__Task statement__. Return each line of the data below that contains the string "FailOutcome".

Stored data entries:
------------------------------------------------

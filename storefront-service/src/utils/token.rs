use rand::RngCore;
use sha2::{Digest, Sha256};

/// 32 random bytes, hex encoded.
pub fn generate_random_token() -> String {
    let mut bytes = [0u8; 32];
    rand::thread_rng().fill_bytes(&mut bytes);
    hex::encode(bytes)
}

pub fn sha256_hex(value: &str) -> String {
    let mut hasher = Sha256::new();
    hasher.update(value.as_bytes());
    hex::encode(hasher.finalize())
}
impl MemoryQueue {
    pub fn new(max_attempts: u32) -> Self {
        Self {
            lists: Mutex::new(MemoryLists::default()),
            notify: Notify::new(),
            max_attempts,
        }
    }

    fn lock(&self) -> Result<MutexGuard<'_, MemoryLists>, anyhow::Error> {
        self.lists
            .lock()
            .map_err(|e| anyhow::anyhow!("Memory queue mutex poisoned: {}", e))
    }

    pub fn processing_len(&self) -> usize {
        self.lock().map(|l| l.processing.len()).unwrap_or(0)
    }

    pub fn failed_len(&self) -> usize {
        self.lock().map(|l| l.failed.len()).unwrap_or(0)
    }

    /// Jobs still pending, oldest first.
    pub fn pending_jobs(&self) -> Vec<Job> {
        self.lock()
            .map(|l| {
                l.pending
                    .iter()
                    .rev()
                    .filter_map(|raw| serde_json::from_str::<JobEnvelope>(raw).ok())
                    .map(|e| e.job)
                    .collect()
            })
            .unwrap_or_default()
    }

    fn push_pending(&self, raw: String) -> Result<(), anyhow::Error> {
        self.lock()?.pending.push_front(raw);
        self.notify.notify_one();
        Ok(())
    }

    fn reserve(&self) -> Result<Option<Delivery>, anyhow::Error> {
        let mut lists = self.lock()?;
        while let Some(raw) = lists.pending.pop_back() {
            match serde_json::from_str::<JobEnvelope>(&raw) {
                Ok(envelope) => {
                    lists.processing.push(raw.clone());
                    return Ok(Some(Delivery { envelope, raw }));
                }
                Err(e) => {
                    tracing::error!(error = %e, "Discarding malformed job payload");
                    lists.failed.push(raw);
                }
            }
        }
        Ok(None)
    }

    fn remove_processing(lists: &mut MemoryLists, raw: &str) {
        if let Some(pos) = lists.processing.iter().position(|r| r == raw) {
            lists.processing.remove(pos);
        }
    }
}

#[async_trait]
impl QueueClient for MemoryQueue {
    async fn enqueue(&self, job: Job) -> Result<String, anyhow::Error> {
        let envelope = JobEnvelope::new(job);
        self.push_pending(encode(&envelope)?)?;
        Ok(envelope.id)
    }

    async fn receive(&self, timeout: Duration) -> Result<Option<Delivery>, anyhow::Error> {
        let deadline = tokio::time::Instant::now() + timeout;
        loop {
            if let Some(delivery) = self.reserve()? {
                return Ok(Some(delivery));
            }
            if tokio::time::timeout_at(deadline, self.notify.notified())
                .await
                .is_err()
            {
                return Ok(None);
            }
        }
    }

    async fn ack(&self, delivery: &Delivery) -> Result<(), anyhow::Error> {
        let mut lists = self.lock()?;
        Self::remove_processing(&mut lists, &delivery.raw);
        Ok(())
    }

    async fn fail(&self, delivery: &Delivery) -> Result<FailOutcome, anyhow::Error> {
        let next = retried(delivery, self.max_attempts)?;
        let mut lists = self.lock()?;
        Self::remove_processing(&mut lists, &delivery.raw);
        match next {
            Some(raw) => {
                lists.pending.push_front(raw);
                drop(lists);
                self.notify.notify_one();
                Ok(FailOutcome::Requeued {
                    attempts: delivery.envelope.attempts + 1,
                })
            }
            None => {
                lists.failed.push(delivery.raw.clone());
                Ok(FailOutcome::DeadLettered)
            }
        }
    }

    async fn dead_letter(&self, delivery: &Delivery) -> Result<(), anyhow::Error> {
        let mut lists = self.lock()?;
        Self::remove_processing(&mut lists, &delivery.raw);
        lists.failed.push(delivery.raw.clone());
        Ok(())
    }

    async fn recover_in_flight(&self) -> Result<u64, anyhow::Error> {
        let mut lists = self.lock()?;
        let in_flight = std::mem::take(&mut lists.processing);
        let moved = in_flight.len() as u64;
        // Oldest reservation goes back to the consuming end first.
        for raw in in_flight {
            lists.pending.push_back(raw);
        }
        drop(lists);
        if moved > 0 {
            self.notify.notify_one();
        }
        Ok(moved)
    }

    async fn pending_len(&self) -> Result<u64, anyhow::Error> {
        Ok(self.lock()?.pending.len() as u64)
    }
}

#[cfg(test)]
mod tests {
    use super::*;

    fn clear(key: &str) -> Job {
        Job::ClearCache {
            cache_key: key.to_string(),
        }
    }

    #[test]
    fn job_wire_format() {
        let json = serde_json::to_value(clear("user:1")).unwrap();
        assert_eq!(
            json,
            serde_json::json!({"type": "clearCache", "cacheKey": "user:1"})
        );
    }

    #[tokio::test]
    async fn delivers_in_fifo_order() {
        let queue = MemoryQueue::new(3);
        queue.enqueue(clear("user:1")).await.unwrap();
        queue.enqueue(clear("user:2")).await.unwrap();

        let first = queue.receive(Duration::from_millis(10)).await.unwrap().unwrap();
        assert_eq!(first.envelope.job, clear("user:1"));
        assert_eq!(queue.processing_len(), 1);

        queue.ack(&first).await.unwrap();
        assert_eq!(queue.processing_len(), 0);
        assert_eq!(queue.pending_len().await.unwrap(), 1);
    }

    #[tokio::test]
    async fn receive_times_out_when_empty() {
        let queue = MemoryQueue::new(3);
        assert!(queue
            .receive(Duration::from_millis(20))
            .await
            .unwrap()
            .is_none());
    }

    #[tokio::test]
    async fn failures_requeue_then_dead_letter() {
        let queue = MemoryQueue::new(2);
        queue.enqueue(clear("user:1")).await.unwrap();

        let delivery = queue.receive(Duration::from_millis(10)).await.unwrap().unwrap();
        assert_eq!(
            queue.fail(&delivery).await.unwrap(),
            FailOutcome::Requeued { attempts: 1 }
        );

        let retry = queue.receive(Duration::from_millis(10)).await.unwrap().unwrap();
        assert_eq!(retry.envelope.attempts, 1);
        assert_eq!(retry.envelope.id, delivery.envelope.id);
        assert_eq!(queue.fail(&retry).await.unwrap(), FailOutcome::DeadLettered);

        assert_eq!(queue.pending_len().await.unwrap(), 0);
        assert_eq!(queue.processing_len(), 0);
        assert_eq!(queue.failed_len(), 1);
    }

    #[tokio::test]
    async fn unacknowledged_jobs_are_recovered() {
        let queue = MemoryQueue::new(3);
        queue.enqueue(clear("user:1")).await.unwrap();
        let lost = queue.receive(Duration::from_millis(10)).await.unwrap().unwrap();

        assert_eq!(queue.recover_in_flight().await.unwrap(), 1);
        let again = queue.receive(Duration::from_millis(10)).await.unwrap().unwrap();
        assert_eq!(again.envelope, lost.envelope);
    }

    #[tokio::test]
    async fn waiting_receiver_wakes_on_enqueue() {
        let queue = std::sync::Arc::new(MemoryQueue::new(3));
        let consumer = {
            let queue = queue.clone();
            tokio::spawn(async move { queue.receive(Duration::from_secs(5)).await })
        };

        tokio::time::sleep(Duration::from_millis(20)).await;
        queue.enqueue(clear("user:9")).await.unwrap();

        let delivery = consumer.await.unwrap().unwrap().unwrap();
        assert_eq!(delivery.envelope.job, clear("user:9"));
    }
}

------------------------------------------------

__Task solution__.
    async fn fail(&self, delivery: &Delivery) -> Result<FailOutcome, anyhow::Error> {
                Ok(FailOutcome::Requeued {
                Ok(FailOutcome::DeadLettered)
            FailOutcome::Requeued { attempts: 1 }
        assert_eq!(queue.fail(&retry).await.unwrap(), FailOutcome::DeadLettered);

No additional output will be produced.